__Data extracts__.
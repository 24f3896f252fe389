//! correlation::function — named correlation-function containers.
//!
//! Purpose
//! -------
//! Hold computed correlation functions (MSD, stress ACF, orientational
//! correlation) together with a name and the axis along which the raw data
//! is averaged, so results from several runs can be collected, scaled into
//! physical units and compared.
//!
//! Key behaviors
//! -------------
//! - [`CorrelationFunction`] owns a raw `Array2<f64>` and computes its
//!   average along the designated axis lazily, caching it on first access.
//! - Multiplying or dividing by a scalar (`&cf * s`, `cf / s`) returns a new
//!   container and leaves the operand untouched; the cached average is not
//!   carried over, it is recomputed from the scaled values.
//! - [`CorrelationFunctions`] keys containers by name in a `BTreeMap` so
//!   iteration order is stable.
//!
//! Invariants & assumptions
//! ------------------------
//! - `average_axis ∈ {0, 1}` and the array has a non-zero length along it,
//!   for constructed and deserialized values alike.
//!
//! Testing notes
//! -------------
//! - Unit tests check that scaling is non-mutating, that division undoes
//!   multiplication, and that the cached average equals a direct
//!   `mean_axis` before and after scaling.
use crate::correlation::{
    errors::{CorrelationError, CorrelationResult},
    kernel::Correlation,
};
use ndarray::{Array1, Array2, Axis};
use serde::{Deserialize, Serialize};
use std::{
    cell::OnceCell,
    collections::{BTreeMap, btree_map},
    ops::{Div, Index, Mul},
};

/// A named raw correlation array with a lazily averaged view.
///
/// Deserialization goes through [`CorrelationFunction::new`], so a stored
/// value with a bad axis is rejected on load.
#[derive(Debug, Clone, Serialize, Deserialize)]
#[serde(try_from = "RawCorrelationFunction")]
pub struct CorrelationFunction {
    name: String,
    values: Array2<f64>,
    average_axis: usize,
    #[serde(skip)]
    average: OnceCell<Array1<f64>>,
}

#[derive(Deserialize)]
struct RawCorrelationFunction {
    name: String,
    values: Array2<f64>,
    average_axis: usize,
}

impl TryFrom<RawCorrelationFunction> for CorrelationFunction {
    type Error = CorrelationError;

    fn try_from(raw: RawCorrelationFunction) -> CorrelationResult<Self> {
        CorrelationFunction::new(raw.name, raw.values, raw.average_axis)
    }
}

impl CorrelationFunction {
    /// Wrap `values` under `name`.
    ///
    /// Errors
    /// ------
    /// - `CorrelationError::InvalidAverageAxis` if `average_axis > 1` or the
    ///   array is empty along it.
    pub fn new(
        name: impl Into<String>, values: Array2<f64>, average_axis: usize,
    ) -> CorrelationResult<Self> {
        if average_axis > 1 || values.len_of(Axis(average_axis)) == 0 {
            return Err(CorrelationError::InvalidAverageAxis {
                axis: average_axis,
                shape: values.shape().to_vec(),
            });
        }
        let name = name.into();
        Ok(CorrelationFunction { name, values, average_axis, average: OnceCell::new() })
    }

    /// Lag-major kernel output; the average is taken over entities (axis 1).
    pub fn from_correlation(
        name: impl Into<String>, correlation: Correlation,
    ) -> CorrelationResult<Self> {
        Self::new(name, correlation.into_lag_major(), 1)
    }

    pub fn name(&self) -> &str {
        &self.name
    }

    pub fn values(&self) -> &Array2<f64> {
        &self.values
    }

    pub fn average_axis(&self) -> usize {
        self.average_axis
    }

    /// Mean along `average_axis`, computed once.
    pub fn average(&self) -> &Array1<f64> {
        self.average.get_or_init(|| {
            self.values.mean_axis(Axis(self.average_axis)).unwrap_or_default()
        })
    }

    fn map_values(&self, f: impl Fn(f64) -> f64) -> Self {
        CorrelationFunction {
            name: self.name.clone(),
            values: self.values.mapv(f),
            average_axis: self.average_axis,
            average: OnceCell::new(),
        }
    }
}

impl PartialEq for CorrelationFunction {
    fn eq(&self, other: &Self) -> bool {
        self.name == other.name
            && self.average_axis == other.average_axis
            && self.values == other.values
    }
}

impl Mul<f64> for &CorrelationFunction {
    type Output = CorrelationFunction;

    fn mul(self, factor: f64) -> CorrelationFunction {
        self.map_values(|v| v * factor)
    }
}

impl Mul<f64> for CorrelationFunction {
    type Output = CorrelationFunction;

    fn mul(self, factor: f64) -> CorrelationFunction {
        &self * factor
    }
}

impl Div<f64> for &CorrelationFunction {
    type Output = CorrelationFunction;

    fn div(self, factor: f64) -> CorrelationFunction {
        self.map_values(|v| v / factor)
    }
}

impl Div<f64> for CorrelationFunction {
    type Output = CorrelationFunction;

    fn div(self, factor: f64) -> CorrelationFunction {
        &self / factor
    }
}

/// Name-keyed collection of [`CorrelationFunction`]s.
#[derive(Debug, Clone, Default, PartialEq, Serialize, Deserialize)]
pub struct CorrelationFunctions {
    functions: BTreeMap<String, CorrelationFunction>,
}

impl CorrelationFunctions {
    pub fn new() -> Self {
        Self::default()
    }

    /// Insert under the function's own name, returning a replaced entry.
    pub fn insert(&mut self, function: CorrelationFunction) -> Option<CorrelationFunction> {
        self.functions.insert(function.name.clone(), function)
    }

    pub fn get(&self, name: &str) -> Option<&CorrelationFunction> {
        self.functions.get(name)
    }

    pub fn names(&self) -> impl Iterator<Item = &str> {
        self.functions.keys().map(String::as_str)
    }

    pub fn iter(&self) -> btree_map::Iter<'_, String, CorrelationFunction> {
        self.functions.iter()
    }

    pub fn len(&self) -> usize {
        self.functions.len()
    }

    pub fn is_empty(&self) -> bool {
        self.functions.is_empty()
    }

    fn map_functions(&self, f: impl Fn(&CorrelationFunction) -> CorrelationFunction) -> Self {
        CorrelationFunctions {
            functions: self.functions.iter().map(|(k, v)| (k.clone(), f(v))).collect(),
        }
    }
}

impl FromIterator<CorrelationFunction> for CorrelationFunctions {
    fn from_iter<I: IntoIterator<Item = CorrelationFunction>>(iter: I) -> Self {
        let mut out = CorrelationFunctions::new();
        for function in iter {
            out.insert(function);
        }
        out
    }
}

impl<'a> IntoIterator for &'a CorrelationFunctions {
    type Item = (&'a String, &'a CorrelationFunction);
    type IntoIter = btree_map::Iter<'a, String, CorrelationFunction>;

    fn into_iter(self) -> Self::IntoIter {
        self.functions.iter()
    }
}

impl Index<&str> for CorrelationFunctions {
    type Output = CorrelationFunction;

    fn index(&self, name: &str) -> &CorrelationFunction {
        &self.functions[name]
    }
}

impl Mul<f64> for &CorrelationFunctions {
    type Output = CorrelationFunctions;

    fn mul(self, factor: f64) -> CorrelationFunctions {
        self.map_functions(|f| f * factor)
    }
}

impl Div<f64> for &CorrelationFunctions {
    type Output = CorrelationFunctions;

    fn div(self, factor: f64) -> CorrelationFunctions {
        self.map_functions(|f| f / factor)
    }
}

#[cfg(test)]
mod tests {
    use super::*;
    use approx::assert_relative_eq;

    fn sample(name: &str, axis: usize) -> CorrelationFunction {
        let values = Array2::from_shape_fn((100, 10), |(i, j)| {
            ((i * 7 + j * 13) % 17) as f64 / 17.0 + 0.01 * i as f64
        });
        CorrelationFunction::new(name, values, axis).unwrap()
    }

    #[test]
    // Purpose
    // -------
    // Scaling returns a new container and leaves the original untouched;
    // division undoes multiplication.
    //
    // Given
    // -----
    // - A 100 × 10 function and the factor 0.37.
    //
    // Expect
    // ------
    // - `scaled ≠ original`, `scaled.values == original.values · 0.37`.
    // - `(scaled / 0.37).values ≈ original.values`.
    fn scalar_scaling_is_non_mutating_and_invertible() {
        // Arrange
        let original = sample("msd", 0);
        let snapshot = original.values().clone();

        // Act
        let scaled = &original * 0.37;
        let restored = &scaled / 0.37;

        // Assert
        assert_eq!(original.values(), &snapshot);
        assert_ne!(scaled, original);
        for (s, o) in scaled.values().iter().zip(original.values()) {
            assert_relative_eq!(*s, o * 0.37, epsilon = 1e-15);
        }
        for (r, o) in restored.values().iter().zip(original.values()) {
            assert_relative_eq!(r, o, epsilon = 1e-12);
        }
    }

    #[test]
    // Purpose
    // -------
    // The cached average equals a direct mean along the designated axis,
    // also after scaling.
    fn lazy_average_matches_direct_mean_after_scaling() {
        for axis in [0, 1] {
            let original = sample("acf", axis);
            let _ = original.average();
            let scaled = original.clone() * 2.5;

            let direct = scaled.values().mean_axis(Axis(axis)).unwrap();
            assert_eq!(scaled.average().len(), direct.len());
            for (a, d) in scaled.average().iter().zip(direct.iter()) {
                assert_relative_eq!(a, d, epsilon = 1e-6);
            }
        }
    }

    #[test]
    fn invalid_axis_is_rejected() {
        let err = CorrelationFunction::new("x", Array2::zeros((3, 2)), 2).unwrap_err();
        assert!(matches!(err, CorrelationError::InvalidAverageAxis { axis: 2, .. }));
    }

    #[test]
    fn collection_scaling_applies_to_every_member() {
        let functions: CorrelationFunctions =
            [sample("a", 0), sample("b", 1)].into_iter().collect();

        let halved = &functions / 2.0;

        assert_eq!(halved.names().collect::<Vec<_>>(), vec!["a", "b"]);
        assert_relative_eq!(halved["b"].values()[[3, 4]], functions["b"].values()[[3, 4]] / 2.0);
        assert_eq!(functions.len(), 2);
    }

    #[test]
    // Purpose
    // -------
    // A stored function with an out-of-range or empty averaging axis is
    // rejected while loading instead of failing later in `average()`.
    //
    // Given
    // -----
    // - JSON for a 2 × 2 array with `average_axis = 5`.
    // - JSON for a 0 × 2 array averaged along axis 0.
    //
    // Expect
    // ------
    // - Both fail to deserialize; a valid document round-trips.
    fn deserialization_validates_the_average_axis() {
        // Arrange
        let bad_axis = concat!(
            r#"{"name":"x","values":{"v":1,"dim":[2,2],"data":[1,2,3,4]},"#,
            r#""average_axis":5}"#
        );
        let empty = r#"{"name":"x","values":{"v":1,"dim":[0,2],"data":[]},"average_axis":0}"#;
        let good = sample("msd", 1);

        // Act
        let bad_axis = serde_json::from_str::<CorrelationFunction>(bad_axis);
        let empty = serde_json::from_str::<CorrelationFunction>(empty);
        let json = serde_json::to_string(&good).unwrap();
        let reloaded: CorrelationFunction = serde_json::from_str(&json).unwrap();

        // Assert
        let err = bad_axis.unwrap_err().to_string();
        assert!(err.contains("axis 5"), "{err}");
        assert!(empty.is_err());
        assert_eq!(reloaded.name(), "msd");
        assert_eq!(reloaded.average_axis(), 1);
        for (r, g) in reloaded.average().iter().zip(good.average()) {
            assert_relative_eq!(*r, *g, epsilon = 1e-12);
        }
        assert_eq!(reloaded.average().len(), 100);
    }
}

__Problem statement__. What are the exact lines from the beginning of the material through the line containing "the raw data"? Write out those lines alone.

__The answer__.
repository 24f3896f252fe389
//! correlation::function — named correlation-function containers.
//!
//! Purpose
//! -------
//! Hold computed correlation functions (MSD, stress ACF, orientational
//! correlation) together with a name and the axis along which the raw data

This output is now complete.